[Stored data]
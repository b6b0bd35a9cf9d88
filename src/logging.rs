use std::io::IsTerminal;
use tracing::Level;
use tracing_subscriber::{
    fmt::{format::FmtSpan, time::UtcTime},
    layer::SubscriberExt,
    util::SubscriberInitExt,
    EnvFilter,
};

/// Initialize the logging and error reporting infrastructure
pub fn init(verbosity: u8) -> Result<(), Box<dyn std::error::Error + Send + Sync>> {
    #[cfg(feature = "cli")]
    color_eyre::install()?;

    let log_level = match verbosity {
        0 => Level::WARN,
        1 => Level::INFO,
        2 => Level::DEBUG,
        _ => Level::TRACE,
    };

    // RUST_LOG wins over the verbosity flag
    let env_filter = EnvFilter::try_from_default_env()
        .unwrap_or_else(|_| EnvFilter::new(format!("tsql2pg={}", log_level)));

    let is_terminal = std::io::stderr().is_terminal();

    let fmt_layer = tracing_subscriber::fmt::layer()
        .with_writer(std::io::stderr)
        .with_target(false)
        .with_thread_ids(false)
        .with_thread_names(false)
        .with_ansi(is_terminal)
        .with_timer(UtcTime::rfc_3339())
        .with_span_events(FmtSpan::CLOSE);

    tracing_subscriber::registry()
        .with(env_filter)
        .with(fmt_layer)
        .try_init()?;

    Ok(())
}

/// Logging macros that include structured context

#[macro_export]
macro_rules! log_error {
    ($err:expr) => {
        tracing::error!(
            error = %$err,
            "Operation failed"
        );
        if let Some(suggestion) = $crate::error::suggest_fix(&$err) {
            tracing::info!("{}", suggestion);
        }
    };
}

#[macro_export]
macro_rules! log_file_converted {
    ($name:expr, $changes:expr) => {
        tracing::info!(
            file = $name,
            changes = $changes,
            "Script converted"
        );
    };
}

#[macro_export]
macro_rules! log_file_failed {
    ($name:expr, $err:expr) => {
        tracing::warn!(
            file = $name,
            error = %$err,
            "Script conversion failed"
        );
    };
}

#[macro_export]
macro_rules! log_pass {
    ($pass:expr, $before:expr, $after:expr) => {
        tracing::debug!(
            pass = $pass,
            before_len = $before,
            after_len = $after,
            "Rewrite pass changed script"
        );
    };
}

/// Format output for CLI with colors
#[cfg(feature = "cli")]
pub mod output {
    use console::{style, Emoji};
    use std::fmt::Display;

    static CROSS: Emoji<'_, '_> = Emoji("✗ ", "[FAIL] ");
    static ARROW: Emoji<'_, '_> = Emoji("→ ", "-> ");
    static WARNING: Emoji<'_, '_> = Emoji("⚠ ", "[WARN] ");

    pub fn error(message: impl Display) {
        eprintln!("{} {}", style(CROSS).red(), style(message).red());
    }

    pub fn warning(message: impl Display) {
        println!("{} {}", style(WARNING).yellow(), style(message).yellow());
    }

    pub fn step(message: impl Display) {
        println!("{} {}", style(ARROW).cyan(), message);
    }

    pub fn header(message: impl Display) {
        println!("\n{}", style(message).bold().underlined());
    }
}

/// Helper to format durations in human-readable format
pub fn format_duration(duration: std::time::Duration) -> String {
    let secs = duration.as_secs();
    let millis = duration.subsec_millis();

    if secs == 0 {
        format!("{}ms", millis)
    } else if secs < 60 {
        format!("{}.{:03}s", secs, millis)
    } else {
        let mins = secs / 60;
        let secs = secs % 60;
        format!("{}m {}s", mins, secs)
    }
}

#[cfg(test)]
mod tests {
    use super::*;
    use std::time::Duration;

    #[test]
    fn test_format_duration() {
        assert_eq!(format_duration(Duration::from_millis(250)), "250ms");
        assert_eq!(format_duration(Duration::from_millis(1_500)), "1.500s");
        assert_eq!(format_duration(Duration::from_secs(125)), "2m 5s");
    }
}
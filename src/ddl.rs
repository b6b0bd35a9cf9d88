//! `CREATE TABLE` rendering from source catalog column metadata.

use crate::convert::IdentityMode;
use crate::error::Result;
use crate::mapping::TypeMapping;
use crate::shorten::{ColumnMapping, DEFAULT_IDENTIFIER_LIMIT};
use serde::{Deserialize, Serialize};
use tracing::debug;

/// One column as described by the source catalog
#[derive(Debug, Clone, Default, PartialEq, Eq, Serialize, Deserialize)]
pub struct SourceColumn {
    pub name: String,
    pub data_type: String,
    pub max_length: Option<i64>,
    pub precision: Option<u32>,
    pub scale: Option<u32>,
    pub nullable: bool,
    pub default: Option<String>,
    pub identity: bool,
}

impl SourceColumn {
    pub fn new(name: impl Into<String>, data_type: impl Into<String>) -> Self {
        Self {
            name: name.into(),
            data_type: data_type.into(),
            nullable: true,
            ..Self::default()
        }
    }

    pub fn with_length(mut self, max_length: i64) -> Self {
        self.max_length = Some(max_length);
        self
    }

    pub fn with_precision(mut self, precision: u32, scale: u32) -> Self {
        self.precision = Some(precision);
        self.scale = Some(scale);
        self
    }

    pub fn not_null(mut self) -> Self {
        self.nullable = false;
        self
    }

    pub fn with_default(mut self, default: impl Into<String>) -> Self {
        self.default = Some(default.into());
        self
    }

    pub fn identity(mut self) -> Self {
        self.identity = true;
        self.nullable = false;
        self
    }
}

/// `dbo` lives in `public` on the target
pub fn target_schema(source_schema: &str) -> String {
    if source_schema.eq_ignore_ascii_case("dbo") {
        "public".to_string()
    } else {
        source_schema.to_string()
    }
}

pub fn normalize_name(name: &str) -> String {
    name.replace('-', "_")
}

/// Strip the parentheses SQL Server wraps defaults in and translate the common
/// function defaults.
pub fn clean_default(raw: &str) -> String {
    let mut value = raw.trim();
    while wrapped_in_parens(value) {
        value = value[1..value.len() - 1].trim();
    }

    if value.eq_ignore_ascii_case("getdate()") {
        "CURRENT_TIMESTAMP".to_string()
    } else if value.eq_ignore_ascii_case("newid()") {
        "gen_random_uuid()".to_string()
    } else {
        value.to_string()
    }
}

/// Whether the opening parenthesis at the start closes at the very end
fn wrapped_in_parens(value: &str) -> bool {
    if !(value.starts_with('(') && value.ends_with(')')) {
        return false;
    }
    let mut depth = 0usize;
    for (i, c) in value.char_indices() {
        match c {
            '(' => depth += 1,
            ')' => {
                depth = depth.saturating_sub(1);
                if depth == 0 {
                    return i == value.len() - 1;
                }
            }
            _ => {}
        }
    }
    false
}

/// Renders target-side table DDL and records shortened column names
#[derive(Debug, Clone)]
pub struct TableRenderer<'a> {
    types: &'a TypeMapping,
    identity: IdentityMode,
    identifier_limit: usize,
}

impl<'a> TableRenderer<'a> {
    pub fn new(types: &'a TypeMapping) -> Self {
        Self {
            types,
            identity: IdentityMode::default(),
            identifier_limit: DEFAULT_IDENTIFIER_LIMIT,
        }
    }

    pub fn with_identity(mut self, identity: IdentityMode) -> Self {
        self.identity = identity;
        self
    }

    pub fn with_identifier_limit(mut self, limit: usize) -> Self {
        self.identifier_limit = limit;
        self
    }

    /// `CREATE TABLE "schema"."table" (...)` for one source table.
    ///
    /// Column names longer than the identifier limit are shortened and recorded
    /// in `mapping` under `"source_schema.table"`.
    pub fn create_table(
        &self,
        schema: &str,
        table: &str,
        columns: &[SourceColumn],
        mapping: &mut ColumnMapping,
    ) -> Result<String> {
        let definitions = columns
            .iter()
            .map(|column| self.column_definition(schema, table, column, mapping))
            .collect::<Result<Vec<_>>>()?;

        let statement = format!(
            "CREATE TABLE \"{}\".\"{}\" (\n    {}\n)",
            target_schema(schema),
            normalize_name(table),
            definitions.join(",\n    ")
        );
        debug!(schema, table, columns = columns.len(), "Rendered CREATE TABLE");
        Ok(statement)
    }

    /// Schema creation (outside `public`), drop and create, in execution order.
    pub fn table_statements(
        &self,
        schema: &str,
        table: &str,
        columns: &[SourceColumn],
        mapping: &mut ColumnMapping,
    ) -> Result<Vec<String>> {
        let target = target_schema(schema);
        let mut statements = Vec::with_capacity(3);
        if !target.eq_ignore_ascii_case("public") {
            statements.push(format!("CREATE SCHEMA IF NOT EXISTS \"{}\"", target));
        }
        statements.push(format!(
            "DROP TABLE IF EXISTS \"{}\".\"{}\" CASCADE",
            target,
            normalize_name(table)
        ));
        statements.push(self.create_table(schema, table, columns, mapping)?);
        Ok(statements)
    }

    fn column_definition(
        &self,
        schema: &str,
        table: &str,
        column: &SourceColumn,
        mapping: &mut ColumnMapping,
    ) -> Result<String> {
        let short = mapping.shorten_column(schema, table, &column.name, self.identifier_limit)?;
        let name = normalize_name(&short);

        if column.identity {
            return Ok(format!("\"{}\" BIGINT {} NOT NULL", name, self.identity.clause()));
        }

        let data_type = self.types.column_type(
            &column.data_type,
            column.max_length,
            column.precision,
            column.scale,
        );
        let mut definition = format!("\"{}\" {}", name, data_type);
        if !column.nullable {
            definition.push_str(" NOT NULL");
        }
        if let Some(default) = column.default.as_deref().filter(|d| !d.trim().is_empty()) {
            definition.push_str(" DEFAULT ");
            definition.push_str(&clean_default(default));
        }
        Ok(definition)
    }
}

Exercise:
Return only the number of lines in the data above that include the word "columns".

Response box:
5